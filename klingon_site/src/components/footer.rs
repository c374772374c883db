//! Page footer.

use super::AssetImage;
use crate::catalog::FOOTER_EMBLEM;
use crate::menu::NavLink;
use leptos::prelude::*;

/// Page footer. `year` is computed by the caller at render time.
#[component]
pub fn Footer(
    /// Year shown in the copyright line
    year: i32,
    /// URL prefix for image files
    #[prop(into)]
    asset_base: String,
) -> impl IntoView {
    let copyright = format!("\u{a9} {year} Learn Klingon: Honor Your Words. All rights reserved.");

    view! {
        <footer class="footer" aria-label="Footer">
            <div class="footer-inner">
                <AssetImage
                    asset=FOOTER_EMBLEM
                    asset_base=asset_base
                    alt="Klingon emblem for Learn Klingon"
                    class="footer-emblem"
                />
                <div class="footer-meta">
                    <p>{copyright}</p>
                    <div class="footer-nav">
                        {NavLink::MENU
                            .into_iter()
                            .map(|link| view! { <a href=link.href()>{link.footer_label()}</a> })
                            .collect::<Vec<_>>()}
                        <a href="#">"Privacy Policy"</a>
                    </div>
                </div>
            </div>
        </footer>
    }
}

____

Lines in the material above that include the string "class" should be listed.

        <footer class="footer" aria-label="Footer">
            <div class="footer-inner">
                    class="footer-emblem"
                <div class="footer-meta">
                    <div class="footer-nav">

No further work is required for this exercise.